The extinction of Chiloguembelina cubensis in the Pacific Ocean: implications for defining the base of the Chattian (upper Oligocene)
King, David J.; Wade, Bridget S.
Newsletters on Stratigraphy Volume 50 Number 3 (2017), p. 311 - 339
published: May 1, 2017
Open Access (paper can be downloaded for free)
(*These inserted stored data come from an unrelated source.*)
//! Error types for the stress test manager
//!
//! Every error belongs to one [`ErrorClass`]. Configuration and transport
//! errors are scoped to a single participant and never stop the run; only
//! fatal errors abort it.

use std::io;
use std::path::PathBuf;
use thiserror::Error;

/// Result type alias using our Error type
pub type Result<T> = std::result::Result<T, Error>;

/// How an error propagates through a test run
#[derive(Debug, Clone, Copy, PartialEq, Eq)]
pub enum ErrorClass {
    /// Bad or incomplete participant configuration; that participant fails
    Configuration,
    /// Remote session could not be started or talked to
    Transport,
    /// A launch task died or was cancelled
    Orchestration,
    /// The whole run cannot continue
    Fatal,
}

impl std::fmt::Display for ErrorClass {
    fn fmt(&self, f: &mut std::fmt::Formatter<'_>) -> std::fmt::Result {
        match self {
            Self::Configuration => write!(f, "configuration"),
            Self::Transport => write!(f, "transport"),
            Self::Orchestration => write!(f, "orchestration"),
            Self::Fatal => write!(f, "fatal"),
        }
    }
}

/// Main error type for the stress test manager
#[derive(Error, Debug)]
pub enum Error {
    // === Configuration Errors ===
    #[error("Client {client}: {what} has unexpanded macros: {value}")]
    UnexpandedMacros {
        client: String,
        what: String,
        value: String,
    },

    #[error("Client {client}: TEST_HOST not specified")]
    MissingHost { client: String },

    #[error("Client {client}: launcher command is empty")]
    MissingLauncher { client: String },

    #[error("Client {client}: invalid {key} '{value}', expected a non-negative number")]
    InvalidNumber {
        client: String,
        key: String,
        value: String,
    },

    #[error("Unknown participant '{0}'. Expected a <name>.env file under the test directory")]
    UnknownClient(String),

    #[error("Configuration error: {0}")]
    Config(String),

    #[error("Invalid configuration file: {0}")]
    ConfigParse(String),

    // === Transport Errors ===
    #[error("Client {client}: failed to start remote session on {host}: {source}")]
    SpawnFailed {
        client: String,
        host: String,
        #[source]
        source: io::Error,
    },

    #[error("Client {client}: remote session error: {message}")]
    Communication { client: String, message: String },

    #[error("Remote kill on {host} failed: {message}")]
    RemoteKillFailed { host: String, message: String },

    #[error("Remote shell '{0}' not found in PATH")]
    RemoteShellNotFound(String),

    // === Orchestration Errors ===
    #[error("Client {0}: launch cancelled")]
    Cancelled(String),

    #[error("Client {client}: launch task failed: {message}")]
    TaskFailed { client: String, message: String },

    // === Fatal Errors ===
    #[error("Test directory not found: {}", .0.display())]
    TestRootNotFound(PathBuf),

    #[error("Test directory {} defines no clients or servers", .0.display())]
    NoParticipants(PathBuf),

    // === IO Errors ===
    #[error("IO error: {0}")]
    Io(#[from] io::Error),

    #[error("Failed to read file '{path}': {error}")]
    FileRead { path: String, error: String },

    #[error("Failed to write file '{path}': {error}")]
    FileWrite { path: String, error: String },

    // === Serialization Errors ===
    #[error("JSON error: {0}")]
    Json(#[from] serde_json::Error),

    // === Internal Errors ===
    #[error("Internal error: {0}")]
    Internal(String),
}

impl Error {
    /// Classify this error for propagation decisions
    pub fn class(&self) -> ErrorClass {
        match self {
            Error::UnexpandedMacros { .. }
            | Error::MissingHost { .. }
            | Error::MissingLauncher { .. }
            | Error::InvalidNumber { .. }
            | Error::UnknownClient(_)
            | Error::Config(_)
            | Error::ConfigParse(_) => ErrorClass::Configuration,

            Error::SpawnFailed { .. }
            | Error::Communication { .. }
            | Error::RemoteKillFailed { .. }
            | Error::RemoteShellNotFound(_) => ErrorClass::Transport,

            Error::Cancelled(_) | Error::TaskFailed { .. } => ErrorClass::Orchestration,

            Error::TestRootNotFound(_)
            | Error::NoParticipants(_)
            | Error::Io(_)
            | Error::FileRead { .. }
            | Error::FileWrite { .. }
            | Error::Json(_)
            | Error::Internal(_) => ErrorClass::Fatal,
        }
    }

    /// Create an invalid number error for a client config key
    pub fn invalid_number(client: &str, key: &str, value: &str) -> Self {
        Self::InvalidNumber {
            client: client.to_string(),
            key: key.to_string(),
            value: value.to_string(),
        }
    }

    /// Create an unexpanded macros error
    pub fn unexpanded(client: &str, what: &str, value: &str) -> Self {
        Self::UnexpandedMacros {
            client: client.to_string(),
            what: what.to_string(),
            value: value.to_string(),
        }
    }

    /// Create a communication error
    pub fn communication(client: &str, message: impl Into<String>) -> Self {
        Self::Communication {
            client: client.to_string(),
            message: message.into(),
        }
    }

    /// Create a file write error
    pub fn file_write(path: &std::path::Path, error: impl std::fmt::Display) -> Self {
        Self::FileWrite {
            path: path.display().to_string(),
            error: error.to_string(),
        }
    }
}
We conducted quantitative biostratigraphic and morphometric studies at two ocean drilling sites in the Pacific Ocean to investigate the extinction of the planktonic foraminifera genus Chiloguembelina, a distinctive biserial genus ranging in the Eocene and Oligocene. The extinction of the last species of the genus, C. cubensis, has historically been used as a correlation event for the base of the Chattian (upper Oligocene; ~ 28 Ma). However, the bioevent has been controversial, as some authors have found a well-defined bio horizon, while others have found a decline in abundance with a continuation of C. cubensis into the upper Oligocene. This has been reflected in the preference of using the Top Common occurrence (5% of the foraminiferal assemblage) of the species as a correlation event for the boundary. We assessed the utility of C. cubensis as a reliable biohorizon at Ocean Drilling Program Leg 202 Site 1237 (south-east Pacific Ocean) and Integrated Ocean Drilling Program Expedition 320/321 Site U1334 (eastern equatorial Pacific Ocean). At both sites C. cubensis is a common and consistent component of early Oligocene planktonic foraminiferal assemblages. An abrupt termination of C. cubensis occurs at Site 1237 in magnetic polarity Subchron C10n.1n (27.89 Ma), while at Site U1334 peak abundances of C. cubensis are recorded in the upper Oligocene within Chron 9n with a younger datum for the extinction at ~ 27.15 Ma. Therefore, the biostratigraphic utility of the species as a boundary marker for the base of the Chattian remains unclear. We propose that the phrase "C. cubensis crisis" is the most suitable for describing the extinction or decline in abundance of the species in the mid Oligocene, based upon the findings from these two sites and other age calibrated sites. Morphometric analysis of specimen size at the two sites shows a markedly smaller test size at Site 1237 compared with Site U1334, with specimens from the former being on average 1.37 x shorter and 1.45 x thinner. Differences in test size and extinction horizon are possibly controlled by ecological preferences, however, our bio chronological compilation of ocean drilling sites does not reveal a latitudinal trend in extinction level.